Folha de Boa Vista-Boa Vista-RR
11 de Fev de 2006

Aos poucos o que está sendo chamada de "Batalha de Abril", referência ao prazo de retirada de produtores e de famílias de não-índios da área da reserva Raposa Serra do Sol, ganha destaque nas discussões de segmentos sociais de Roraima. O principal temor diz respeito ao risco de a desintrusão provocar confrontos, além da possibilidade de causar danos irreparáveis.

Os que vivem na área homologada pelo presidente Lula dizem que o trabalho de inspeção feito pela Fundação Nacional do Índio para calcular o valor das indenizações foi intensificado no início deste ano. Diante deste contexto, os senadores Augusto Botelho (PDT) e Mozarildo Cavalcanti (PTB) recorreram à Justiça no intuito de, pelo menos, adiar a retirada dessas pessoas.

A Ação Cautelar 1086 busca suspender o movimento do Governo Federal para retirar os não-índios da Raposa Serra do Sol até que o Supremo Tribunal Federal (STJ) julgue o mérito da legalidade da demarcação.
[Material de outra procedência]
// Node process launcher
// reason: tokio::process for detached spawning with file-backed stdio
use async_trait::async_trait;
use std::fs::{self, File, OpenOptions};
use std::io::ErrorKind;
use std::path::{Path, PathBuf};
use std::process::Stdio;
use std::sync::Arc;
use tokio::process::{Child, Command};
use tracing::{debug, info, warn};

use launcher_core::domain::{launch_stamp, NodeArtifacts, NodeDefinition, Pid, ProcessRecord};
use launcher_core::port::{CommandBuilder, LaunchOutcome, NodeLauncher, TimeProvider};
use launcher_core::{Result, SupervisorError};

/// Upper bound on same-timestamp stderr files before giving up
const MAX_STDERR_ATTEMPTS: u32 = 1000;

/// Spawns node processes that outlive the supervisor
///
/// Each node runs in its own process group with stdout/stderr redirected to files
/// under its data directory; its pid is persisted for later invocations.
pub struct ProcessLauncher {
    command_builder: Arc<dyn CommandBuilder>,
    time_provider: Arc<dyn TimeProvider>,
    server_name: String,
}

impl ProcessLauncher {
    /// Create a new process launcher
    ///
    /// # Arguments
    /// * `command_builder` - Builds each node's argument vector
    /// * `time_provider` - Clock for stderr file timestamps
    /// * `server_name` - Names the pid file (`<server_name>.pid`)
    ///
    /// # Example
    /// ```ignore
    /// let launcher = ProcessLauncher::new(
    ///     Arc::new(NodeosCommandBuilder::new(NodeosCommandConfig::default())),
    ///     Arc::new(SystemTimeProvider),
    ///     "nodeos",
    /// );
    /// ```
    pub fn new(
        command_builder: Arc<dyn CommandBuilder>,
        time_provider: Arc<dyn TimeProvider>,
        server_name: impl Into<String>,
    ) -> Self {
        Self {
            command_builder,
            time_provider,
            server_name: server_name.into(),
        }
    }

    fn ensure_dir(dir: &Path) -> Result<()> {
        fs::create_dir_all(dir).map_err(|e| SupervisorError::filesystem(dir, e))
    }

    fn write_start_cmd(artifacts: &NodeArtifacts, command: &[String]) -> Result<()> {
        let path = artifacts.start_cmd();
        fs::write(&path, command.join(" ")).map_err(|e| SupervisorError::filesystem(path, e))
    }

    /// Create this launch's stderr file without clobbering an earlier one
    fn open_stderr(&self, artifacts: &NodeArtifacts) -> Result<(PathBuf, File)> {
        let stamp = launch_stamp(self.time_provider.now_millis());

        for attempt in 0..MAX_STDERR_ATTEMPTS {
            let path = artifacts.stderr_file(&stamp, attempt);
            match OpenOptions::new().write(true).create_new(true).open(&path) {
                Ok(file) => return Ok((path, file)),
                Err(e) if e.kind() == ErrorKind::AlreadyExists => continue,
                Err(e) => return Err(SupervisorError::filesystem(path, e)),
            }
        }

        Err(SupervisorError::filesystem(
            artifacts.stderr_file(&stamp, MAX_STDERR_ATTEMPTS),
            std::io::Error::new(ErrorKind::AlreadyExists, "too many launches per millisecond"),
        ))
    }

    /// Point `stderr.txt` at the newest stderr file
    fn repoint_stderr_link(artifacts: &NodeArtifacts, stderr_file: &Path) -> Result<()> {
        let link = artifacts.stderr_link();
        match fs::remove_file(&link) {
            Ok(()) => {}
            Err(e) if e.kind() == ErrorKind::NotFound => {}
            Err(e) => return Err(SupervisorError::filesystem(link, e)),
        }

        // Relative target keeps the data directory relocatable
        let target = stderr_file.file_name().unwrap_or(stderr_file.as_os_str());
        std::os::unix::fs::symlink(target, &link).map_err(|e| SupervisorError::filesystem(link, e))
    }

    fn spawn_detached(
        node: &NodeDefinition,
        command: &[String],
        stdout: File,
        stderr: File,
    ) -> Result<Child> {
        let (program, args) = command
            .split_first()
            .ok_or_else(|| launcher_core::domain::DomainError::EmptyCommand(node.name.clone()))?;

        Command::new(program)
            .args(args)
            .stdin(Stdio::null())
            .stdout(Stdio::from(stdout))
            .stderr(Stdio::from(stderr))
            // Own process group: signals aimed at the supervisor's group skip the node
            .process_group(0)
            .kill_on_drop(false)
            .spawn()
            .map_err(|source| SupervisorError::SpawnFailed {
                node: node.name.clone(),
                source,
            })
    }

    /// Reap the child in the background so its pid disappears on exit
    fn reap_in_background(node: &str, pid: Pid, mut child: Child) {
        let node = node.to_string();
        tokio::spawn(async move {
            match child.wait().await {
                Ok(status) => debug!(node = %node, pid, status = %status, "Node process exited"),
                Err(e) => warn!(node = %node, pid, error = %e, "Failed to reap node process"),
            }
        });
    }
}

#[async_trait]
impl NodeLauncher for ProcessLauncher {
    async fn launch(&self, node: &NodeDefinition) -> Result<LaunchOutcome> {
        let command = self.command_builder.build(node)?;
        let command_line = command.join(" ");
        let artifacts = NodeArtifacts::new(&node.data_dir, &self.server_name);

        Self::ensure_dir(artifacts.data_dir())?;
        // Written before any output file is opened; a failed launch still leaves it
        Self::write_start_cmd(&artifacts, &command)?;

        if node.dont_start {
            info!(node = %node.name, command = %command_line, "Unstarted node command");
            return Ok(LaunchOutcome {
                node: node.name.clone(),
                command,
                pid: None,
                stderr_file: None,
            });
        }

        let stdout_path = artifacts.stdout_file();
        let stdout =
            File::create(&stdout_path).map_err(|e| SupervisorError::filesystem(&stdout_path, e))?;
        let (stderr_path, stderr) = self.open_stderr(&artifacts)?;

        info!(node = %node.name, command = %command_line, "Spawning child");

        let child = Self::spawn_detached(node, &command, stdout, stderr)?;

        let pid = child.id().map(|id| id as Pid).ok_or_else(|| SupervisorError::SpawnFailed {
            node: node.name.clone(),
            source: std::io::Error::new(ErrorKind::Other, "process exited before its pid was read"),
        })?;
        Self::reap_in_background(&node.name, pid, child);

        ProcessRecord::new(pid).store(&artifacts.pid_file())?;
        Self::repoint_stderr_link(&artifacts, &stderr_path)?;

        info!(node = %node.name, pid, stderr = %stderr_path.display(), "Node launched");

        Ok(LaunchOutcome {
            node: node.name.clone(),
            command,
            pid: Some(pid),
            stderr_file: Some(stderr_path),
        })
    }
}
Existem queixas de "parcialidade" do grupo que formulou o laudo antropológico e que a área continua provoca "irremediáveis" prejuízos à soberania nacional.

O relator da ação é o ministro Carlos Veloso, o mesmo que conduz as que requerem a anulação da Portaria 534/05, na qual o Ministério da Justiça definiu os limites da Raposa Serra do Sol, ratificando a de número 820/98. "A medida garante o direito de dezenas de famílias e evita que sofram danos irreparáveis ao serem desalojados", disse Mozarildo Cavalcanti.